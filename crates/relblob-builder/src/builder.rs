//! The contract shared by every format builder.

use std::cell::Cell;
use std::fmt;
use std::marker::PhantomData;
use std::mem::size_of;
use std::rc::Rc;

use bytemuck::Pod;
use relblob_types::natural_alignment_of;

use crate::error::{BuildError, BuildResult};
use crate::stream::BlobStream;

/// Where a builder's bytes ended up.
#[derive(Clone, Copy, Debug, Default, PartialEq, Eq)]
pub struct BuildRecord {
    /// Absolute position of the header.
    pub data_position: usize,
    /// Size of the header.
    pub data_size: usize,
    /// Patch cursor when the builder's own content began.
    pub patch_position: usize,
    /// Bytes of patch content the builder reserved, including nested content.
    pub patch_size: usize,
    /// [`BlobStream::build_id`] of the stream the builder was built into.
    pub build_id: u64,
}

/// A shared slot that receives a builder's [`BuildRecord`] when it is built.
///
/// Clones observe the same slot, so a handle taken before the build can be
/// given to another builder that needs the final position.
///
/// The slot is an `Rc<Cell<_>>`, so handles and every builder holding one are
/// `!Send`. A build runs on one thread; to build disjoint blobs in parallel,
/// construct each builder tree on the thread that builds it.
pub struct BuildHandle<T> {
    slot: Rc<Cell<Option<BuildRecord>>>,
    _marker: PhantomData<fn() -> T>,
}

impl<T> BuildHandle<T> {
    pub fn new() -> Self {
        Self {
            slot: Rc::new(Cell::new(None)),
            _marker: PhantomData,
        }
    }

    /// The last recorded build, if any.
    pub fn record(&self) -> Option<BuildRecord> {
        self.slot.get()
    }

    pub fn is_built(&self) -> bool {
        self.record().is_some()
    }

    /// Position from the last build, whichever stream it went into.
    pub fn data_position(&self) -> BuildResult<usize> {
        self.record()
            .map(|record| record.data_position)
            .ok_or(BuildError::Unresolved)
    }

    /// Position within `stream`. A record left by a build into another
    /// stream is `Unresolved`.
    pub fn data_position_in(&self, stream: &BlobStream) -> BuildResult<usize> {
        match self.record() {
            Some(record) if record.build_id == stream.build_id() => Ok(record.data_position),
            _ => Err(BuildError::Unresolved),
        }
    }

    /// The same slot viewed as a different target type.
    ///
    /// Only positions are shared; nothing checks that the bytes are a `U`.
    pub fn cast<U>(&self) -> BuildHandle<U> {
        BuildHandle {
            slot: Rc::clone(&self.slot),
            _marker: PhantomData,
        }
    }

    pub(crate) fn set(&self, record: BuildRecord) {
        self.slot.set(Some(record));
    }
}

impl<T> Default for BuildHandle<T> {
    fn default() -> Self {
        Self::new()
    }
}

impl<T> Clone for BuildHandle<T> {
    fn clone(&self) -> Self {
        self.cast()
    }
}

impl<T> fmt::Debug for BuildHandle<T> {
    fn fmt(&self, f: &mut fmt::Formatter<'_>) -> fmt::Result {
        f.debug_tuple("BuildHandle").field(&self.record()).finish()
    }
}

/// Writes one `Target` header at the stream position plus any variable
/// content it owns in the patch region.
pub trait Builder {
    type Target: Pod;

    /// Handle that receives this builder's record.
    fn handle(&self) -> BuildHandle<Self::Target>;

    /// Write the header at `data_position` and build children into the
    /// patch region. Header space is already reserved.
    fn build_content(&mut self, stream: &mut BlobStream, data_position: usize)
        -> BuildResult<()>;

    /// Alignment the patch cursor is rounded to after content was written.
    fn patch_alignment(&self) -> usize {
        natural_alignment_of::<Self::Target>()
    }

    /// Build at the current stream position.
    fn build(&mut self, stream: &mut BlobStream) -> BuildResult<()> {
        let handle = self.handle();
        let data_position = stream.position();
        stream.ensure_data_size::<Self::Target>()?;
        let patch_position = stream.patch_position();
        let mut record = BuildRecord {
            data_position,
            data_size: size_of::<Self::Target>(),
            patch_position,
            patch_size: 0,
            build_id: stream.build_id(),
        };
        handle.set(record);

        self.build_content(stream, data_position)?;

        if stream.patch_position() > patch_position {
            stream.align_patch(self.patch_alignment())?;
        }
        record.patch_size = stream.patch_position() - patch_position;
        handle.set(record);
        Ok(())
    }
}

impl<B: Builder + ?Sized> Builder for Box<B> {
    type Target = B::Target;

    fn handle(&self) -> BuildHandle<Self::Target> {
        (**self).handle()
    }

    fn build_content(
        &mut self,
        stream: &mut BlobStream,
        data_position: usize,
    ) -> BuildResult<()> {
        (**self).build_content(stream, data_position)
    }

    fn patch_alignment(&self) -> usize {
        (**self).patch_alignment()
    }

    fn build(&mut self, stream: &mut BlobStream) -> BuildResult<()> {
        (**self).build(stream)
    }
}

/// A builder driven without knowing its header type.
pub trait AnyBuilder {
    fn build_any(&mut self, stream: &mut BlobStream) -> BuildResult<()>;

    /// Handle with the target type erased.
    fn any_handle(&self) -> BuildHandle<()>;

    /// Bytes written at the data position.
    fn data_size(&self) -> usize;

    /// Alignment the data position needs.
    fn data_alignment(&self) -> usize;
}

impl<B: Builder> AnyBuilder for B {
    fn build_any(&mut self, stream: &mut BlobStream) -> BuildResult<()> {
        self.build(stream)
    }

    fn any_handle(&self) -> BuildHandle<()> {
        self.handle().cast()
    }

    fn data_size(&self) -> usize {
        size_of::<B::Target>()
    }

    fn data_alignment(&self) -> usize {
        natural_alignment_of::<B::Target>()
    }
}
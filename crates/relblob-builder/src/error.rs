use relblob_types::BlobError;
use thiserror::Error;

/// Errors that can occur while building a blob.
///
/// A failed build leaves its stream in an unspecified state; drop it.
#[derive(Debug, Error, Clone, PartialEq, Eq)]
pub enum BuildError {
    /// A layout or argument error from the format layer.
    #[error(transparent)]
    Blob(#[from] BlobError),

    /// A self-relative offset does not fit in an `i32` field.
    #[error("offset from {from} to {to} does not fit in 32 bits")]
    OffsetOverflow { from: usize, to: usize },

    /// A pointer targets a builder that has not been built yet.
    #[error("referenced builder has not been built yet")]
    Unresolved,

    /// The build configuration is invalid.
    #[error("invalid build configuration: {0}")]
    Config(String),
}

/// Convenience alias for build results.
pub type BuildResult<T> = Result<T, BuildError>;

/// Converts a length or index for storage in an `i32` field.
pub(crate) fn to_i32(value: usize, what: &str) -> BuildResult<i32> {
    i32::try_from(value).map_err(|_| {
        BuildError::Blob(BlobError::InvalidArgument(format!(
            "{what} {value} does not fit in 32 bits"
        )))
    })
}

• **TASK BRIEF**
Go through the listing above and set down each line exactly as it stands.

• **RESPONSE AREA**
filename crates/relblob-builder/src/builder.rs
//! The contract shared by every format builder.

use std::cell::Cell;
use std::fmt;
use std::marker::PhantomData;
use std::mem::size_of;
use std::rc::Rc;

use bytemuck::Pod;
use relblob_types::natural_alignment_of;

use crate::error::{BuildError, BuildResult};
use crate::stream::BlobStream;

/// Where a builder's bytes ended up.
#[derive(Clone, Copy, Debug, Default, PartialEq, Eq)]
pub struct BuildRecord {
    /// Absolute position of the header.
    pub data_position: usize,
    /// Size of the header.
    pub data_size: usize,
    /// Patch cursor when the builder's own content began.
    pub patch_position: usize,
    /// Bytes of patch content the builder reserved, including nested content.
    pub patch_size: usize,
    /// [`BlobStream::build_id`] of the stream the builder was built into.
    pub build_id: u64,
}

/// A shared slot that receives a builder's [`BuildRecord`] when it is built.
///
/// Clones observe the same slot, so a handle taken before the build can be
/// given to another builder that needs the final position.
///
/// The slot is an `Rc<Cell<_>>`, so handles and every builder holding one are
/// `!Send`. A build runs on one thread; to build disjoint blobs in parallel,
/// construct each builder tree on the thread that builds it.
pub struct BuildHandle<T> {
    slot: Rc<Cell<Option<BuildRecord>>>,
    _marker: PhantomData<fn() -> T>,
}

impl<T> BuildHandle<T> {
    pub fn new() -> Self {
        Self {
            slot: Rc::new(Cell::new(None)),
            _marker: PhantomData,
        }
    }

    /// The last recorded build, if any.
    pub fn record(&self) -> Option<BuildRecord> {
        self.slot.get()
    }

    pub fn is_built(&self) -> bool {
        self.record().is_some()
    }

    /// Position from the last build, whichever stream it went into.
    pub fn data_position(&self) -> BuildResult<usize> {
        self.record()
            .map(|record| record.data_position)
            .ok_or(BuildError::Unresolved)
    }

    /// Position within `stream`. A record left by a build into another
    /// stream is `Unresolved`.
    pub fn data_position_in(&self, stream: &BlobStream) -> BuildResult<usize> {
        match self.record() {
            Some(record) if record.build_id == stream.build_id() => Ok(record.data_position),
            _ => Err(BuildError::Unresolved),
        }
    }

    /// The same slot viewed as a different target type.
    ///
    /// Only positions are shared; nothing checks that the bytes are a `U`.
    pub fn cast<U>(&self) -> BuildHandle<U> {
        BuildHandle {
            slot: Rc::clone(&self.slot),
            _marker: PhantomData,
        }
    }

    pub(crate) fn set(&self, record: BuildRecord) {
        self.slot.set(Some(record));
    }
}

impl<T> Default for BuildHandle<T> {
    fn default() -> Self {
        Self::new()
    }
}

impl<T> Clone for BuildHandle<T> {
    fn clone(&self) -> Self {
        self.cast()
    }
}

impl<T> fmt::Debug for BuildHandle<T> {
    fn fmt(&self, f: &mut fmt::Formatter<'_>) -> fmt::Result {
        f.debug_tuple("BuildHandle").field(&self.record()).finish()
    }
}

/// Writes one `Target` header at the stream position plus any variable
/// content it owns in the patch region.
pub trait Builder {
    type Target: Pod;

    /// Handle that receives this builder's record.
    fn handle(&self) -> BuildHandle<Self::Target>;

    /// Write the header at `data_position` and build children into the
    /// patch region. Header space is already reserved.
    fn build_content(&mut self, stream: &mut BlobStream, data_position: usize)
        -> BuildResult<()>;

    /// Alignment the patch cursor is rounded to after content was written.
    fn patch_alignment(&self) -> usize {
        natural_alignment_of::<Self::Target>()
    }

    /// Build at the current stream position.
    fn build(&mut self, stream: &mut BlobStream) -> BuildResult<()> {
        let handle = self.handle();
        let data_position = stream.position();
        stream.ensure_data_size::<Self::Target>()?;
        let patch_position = stream.patch_position();
        let mut record = BuildRecord {
            data_position,
            data_size: size_of::<Self::Target>(),
            patch_position,
            patch_size: 0,
            build_id: stream.build_id(),
        };
        handle.set(record);

        self.build_content(stream, data_position)?;

        if stream.patch_position() > patch_position {
            stream.align_patch(self.patch_alignment())?;
        }
        record.patch_size = stream.patch_position() - patch_position;
        handle.set(record);
        Ok(())
    }
}

impl<B: Builder + ?Sized> Builder for Box<B> {
    type Target = B::Target;

    fn handle(&self) -> BuildHandle<Self::Target> {
        (**self).handle()
    }

    fn build_content(
        &mut self,
        stream: &mut BlobStream,
        data_position: usize,
    ) -> BuildResult<()> {
        (**self).build_content(stream, data_position)
    }

    fn patch_alignment(&self) -> usize {
        (**self).patch_alignment()
    }

    fn build(&mut self, stream: &mut BlobStream) -> BuildResult<()> {
        (**self).build(stream)
    }
}

/// A builder driven without knowing its header type.
pub trait AnyBuilder {
    fn build_any(&mut self, stream: &mut BlobStream) -> BuildResult<()>;

    /// Handle with the target type erased.
    fn any_handle(&self) -> BuildHandle<()>;

    /// Bytes written at the data position.
    fn data_size(&self) -> usize;

    /// Alignment the data position needs.
    fn data_alignment(&self) -> usize;
}

impl<B: Builder> AnyBuilder for B {
    fn build_any(&mut self, stream: &mut BlobStream) -> BuildResult<()> {
        self.build(stream)
    }

    fn any_handle(&self) -> BuildHandle<()> {
        self.handle().cast()
    }

    fn data_size(&self) -> usize {
        size_of::<B::Target>()
    }

    fn data_alignment(&self) -> usize {
        natural_alignment_of::<B::Target>()
    }
}
filename crates/relblob-builder/src/error.rs
use relblob_types::BlobError;
use thiserror::Error;

/// Errors that can occur while building a blob.
///
/// A failed build leaves its stream in an unspecified state; drop it.
#[derive(Debug, Error, Clone, PartialEq, Eq)]
pub enum BuildError {
    /// A layout or argument error from the format layer.
    #[error(transparent)]
    Blob(#[from] BlobError),

    /// A self-relative offset does not fit in an `i32` field.
    #[error("offset from {from} to {to} does not fit in 32 bits")]
    OffsetOverflow { from: usize, to: usize },

    /// A pointer targets a builder that has not been built yet.
    #[error("referenced builder has not been built yet")]
    Unresolved,

    /// The build configuration is invalid.
    #[error("invalid build configuration: {0}")]
    Config(String),
}

/// Convenience alias for build results.
pub type BuildResult<T> = Result<T, BuildError>;

/// Converts a length or index for storage in an `i32` field.
pub(crate) fn to_i32(value: usize, what: &str) -> BuildResult<i32> {
    i32::try_from(value).map_err(|_| {
        BuildError::Blob(BlobError::InvalidArgument(format!(
            "{what} {value} does not fit in 32 bits"
        )))
    })
}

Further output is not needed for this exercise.